Because of the very hard work of the ladies many of Nan's beautiful things have been sorted and some have been alloted to different relatives where they will be appreciated. We still have a closet full of beautiful things and gradually we will work on it. When you live with someone with so much class and with such good taste it is somewhat difficult to part with everything. All these things were purchased for a reason and now the purpose has moved on.
I would like to share an amazing thing that has happened to me. Both my children had planned trips to Hawaii over the Christmas holiday. Nikki and Steve are set to leave on the 15th and Jason and Jo are going later. They are going to different islands. Due to this fact I was set to spend Christmas at home with Nan but then of course that changed as well. A kind benefactor has arranged that I fly to Kona on Christmas Even arriving there at 10:30 in the evening. I will stay in Kona at the time share for a few days and then fly to Kauai for the remainder to be with Jason and Jo. I am scrambling to find a room in Kauai but I know that will work out somehow. The kids have allowed me to sort of crash their vacations but I really appreciate the help this un named person has provided. I am very excited about getting to spend this time with my family and in a place that nan and I deeply loved. I am fully aware that I will have sad times, like when the sun sets quickly into the sea, nan and I often would go out and watch it set over the ocean enjoying Hawaiian music and the warm evening air. Yet being with these precious children will be wonderful. Plus I am a built in baby sitter and I happen to love it.
For anyone who tonight is struggling with caring for a spouse or loved one and feels like you cannot hang on any longer I would urge you to reach out seeking help, find someone like our blessed Marilyn who can give you a break and breather. There are great rewards that come from knowing you have done your best pursuing life. You don't have regrets later.
Karen Cress reports that the DVD of the memorial service is being duplicated locally here. If you would like a copy of the DVD of the service or the graveside service please email me at discoapp@comcast.net. Let me know your address and whether you want the memorial service or graveside service or both. There will be no charge but please allow a little time for us to get them to you.
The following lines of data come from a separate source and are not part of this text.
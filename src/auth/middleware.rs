//! Authentication middleware that validates cookies, extends sessions, and handles redirects.

use axum::{
    extract::{FromRef, FromRequestParts, Request, State},
    http::{StatusCode, header::SET_COOKIE},
    middleware::Next,
    response::{IntoResponse, Redirect, Response},
};
use axum_extra::extract::{PrivateCookieJar, cookie::Key};
use axum_htmx::HxRedirect;
use time::Duration;

use crate::{
    AppState,
    auth::{
        cookie::{
            DEFAULT_COOKIE_DURATION, extend_auth_cookie_duration_if_needed,
            get_token_from_cookies,
        },
        redirect::{build_log_in_redirect_url, build_log_in_redirect_url_from_target},
    },
    endpoints,
    timezone::get_local_offset,
};

/// The state needed for the auth middleware
#[derive(Clone)]
pub struct AuthState {
    /// The key to be used for signing and encrypting private cookies.
    pub cookie_key: Key,
    /// The duration for which cookies used for authentication are valid.
    pub cookie_duration: Duration,
    /// The local timezone as a canonical timezone name, e.g. "Pacific/Auckland".
    pub local_timezone: String,
}

impl FromRef<AppState> for AuthState {
    fn from_ref(state: &AppState) -> Self {
        Self {
            cookie_key: state.cookie_key.clone(),
            cookie_duration: state.cookie_duration,
            local_timezone: state.local_timezone.clone(),
        }
    }
}

impl FromRef<AuthState> for Key {
    fn from_ref(state: &AuthState) -> Self {
        state.cookie_key.clone()
    }
}

/// Checks the session cookie and either runs the request with the user's ID
/// in the request extensions, or returns the response from `get_redirect`
/// that sends the user to the log-in page.
///
/// A valid session is extended to last at least [DEFAULT_COOKIE_DURATION] from now.
async fn auth_guard_internal(
    state: AuthState,
    request: Request,
    next: Next,
    get_redirect: impl Fn(&str) -> Response,
) -> Response {
    let log_in_redirect_url = build_log_in_redirect_url(&request).unwrap_or_else(|| {
        tracing::warn!(
            "Could not work out the redirect URL for {}. Falling back to the home page.",
            request.uri().path()
        );

        build_log_in_redirect_url_from_target(endpoints::HOME_VIEW)
            .unwrap_or_else(|| endpoints::LOG_IN_VIEW.to_owned())
    });

    let Some(local_offset) = get_local_offset(&state.local_timezone) else {
        tracing::error!("Error getting local timezone. Redirecting to log in page.");
        return get_redirect(&log_in_redirect_url);
    };

    let (mut parts, body) = request.into_parts();
    let jar = match PrivateCookieJar::from_request_parts(&mut parts, &state).await {
        Ok(jar) => jar,
        Err(error) => {
            tracing::error!("Error getting cookie jar: {error:?}. Redirecting to log in page.");
            return get_redirect(&log_in_redirect_url);
        }
    };
    let user_id = match get_token_from_cookies(&jar) {
        Ok(token) => token.user_id,
        Err(error) => {
            tracing::debug!("Rejected request to {}: {error}", parts.uri.path());
            return get_redirect(&log_in_redirect_url);
        }
    };

    parts.extensions.insert(user_id);
    let response = next.run(Request::from_parts(parts, body)).await;

    let (mut parts, body) = response.into_parts();
    let jar = extend_auth_cookie_duration_if_needed(
        jar.clone(),
        DEFAULT_COOKIE_DURATION,
        local_offset,
    )
    .unwrap_or_else(|error| {
        tracing::error!("Error extending cookie duration: {error}. Keeping the old cookie.");
        jar
    });

    for (key, value) in jar.into_response().headers().iter() {
        if key == SET_COOKIE {
            parts.headers.append(key, value.to_owned());
        }
    }

    Response::from_parts(parts, body)
}

/// Middleware for page routes. Unauthenticated requests are redirected to the log-in page.
///
/// Route handlers can use the function argument `Extension(user_id): Extension<UserID>` to
/// receive the user ID.
pub async fn auth_guard(State(state): State<AuthState>, request: Request, next: Next) -> Response {
    auth_guard_internal(state, request, next, |redirect_url| {
        Redirect::to(redirect_url).into_response()
    })
    .await
}

/// Middleware for HTMX API routes. Unauthenticated requests get an `HX-Redirect` to the
/// log-in page.
///
/// Route handlers can use the function argument `Extension(user_id): Extension<UserID>` to
/// receive the user ID.
pub async fn auth_guard_hx(
    State(state): State<AuthState>,
    request: Request,
    next: Next,
) -> Response {
    auth_guard_internal(state, request, next, |redirect_url| {
        (HxRedirect(redirect_url.to_owned()), StatusCode::OK).into_response()
    })
    .await
}
//! Creates the application's database schema.

use rusqlite::{Connection, Transaction, TransactionBehavior};

use crate::{
    auth::create_user_table, budget::create_budget_table,
    transaction::create_transaction_table,
};

/// Create the all of the database tables for the application.
///
/// Foreign key enforcement is switched on for `connection` so that renaming a
/// user also renames the owner of their transactions.
///
/// # Errors
/// This function may return a [rusqlite::Error] if something went wrong creating the tables.
pub fn initialize(connection: &Connection) -> Result<(), rusqlite::Error> {
    connection.pragma_update(None, "foreign_keys", "ON")?;

    let transaction = Transaction::new_unchecked(connection, TransactionBehavior::Exclusive)?;

    create_user_table(&transaction)?;
    create_transaction_table(&transaction)?;
    create_budget_table(&transaction)?;

    transaction.commit()?;

    Ok(())
}

#[cfg(test)]
mod tests {
    use rusqlite::Connection;

    use super::initialize;

    #[test]
    fn creates_all_tables() {
        let connection = Connection::open_in_memory().unwrap();

        initialize(&connection).expect("could not initialize database");

        for table in ["user", "transaction", "budget"] {
            let count: i64 = connection
                .query_row(
                    "SELECT COUNT(*) FROM sqlite_master WHERE type = 'table' AND name = ?1",
                    [table],
                    |row| row.get(0),
                )
                .unwrap();

            assert_eq!(count, 1, "want table {table} to exist");
        }
    }

    #[test]
    fn can_initialize_twice() {
        let connection = Connection::open_in_memory().unwrap();

        initialize(&connection).unwrap();

        assert!(initialize(&connection).is_ok());
    }

    #[test]
    fn enables_foreign_keys() {
        let connection = Connection::open_in_memory().unwrap();

        initialize(&connection).unwrap();

        let enabled: i64 = connection
            .query_row("PRAGMA foreign_keys", [], |row| row.get(0))
            .unwrap();
        assert_eq!(enabled, 1);
    }
}
#![allow(missing_docs)]

pub(crate) mod db;
pub(crate) mod form;
pub(crate) mod html;
pub(crate) mod http;

pub(crate) use db::{
    TEST_PASSWORD, TEST_PASSWORD_HASH, create_test_user, get_test_connection, test_email,
};
pub(crate) use form::{
    assert_form_error_message, assert_form_input, assert_form_input_with_value,
    assert_form_submit_button_with_text, assert_hx_endpoint, must_get_form,
};
pub(crate) use html::{assert_valid_html, parse_html_document, parse_html_fragment};
pub(crate) use http::{
    assert_content_type, assert_hx_redirect, assert_redirect, assert_status_ok, get_header,
};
I would like to encourage readers of the blog who could not attend to request a DVD. The services were very uplifting and paid tribute to a very brave and courageous woman. After you view the DVD you will better understand Nan's background and the many triumphs of her life.
As I look back over the past 2 very trying years I just don't see how we could have made it through without you at our side. Every time we needed a miracle over that time you prayed and it happened.
Tomorrow night I will try to include some photos of the services.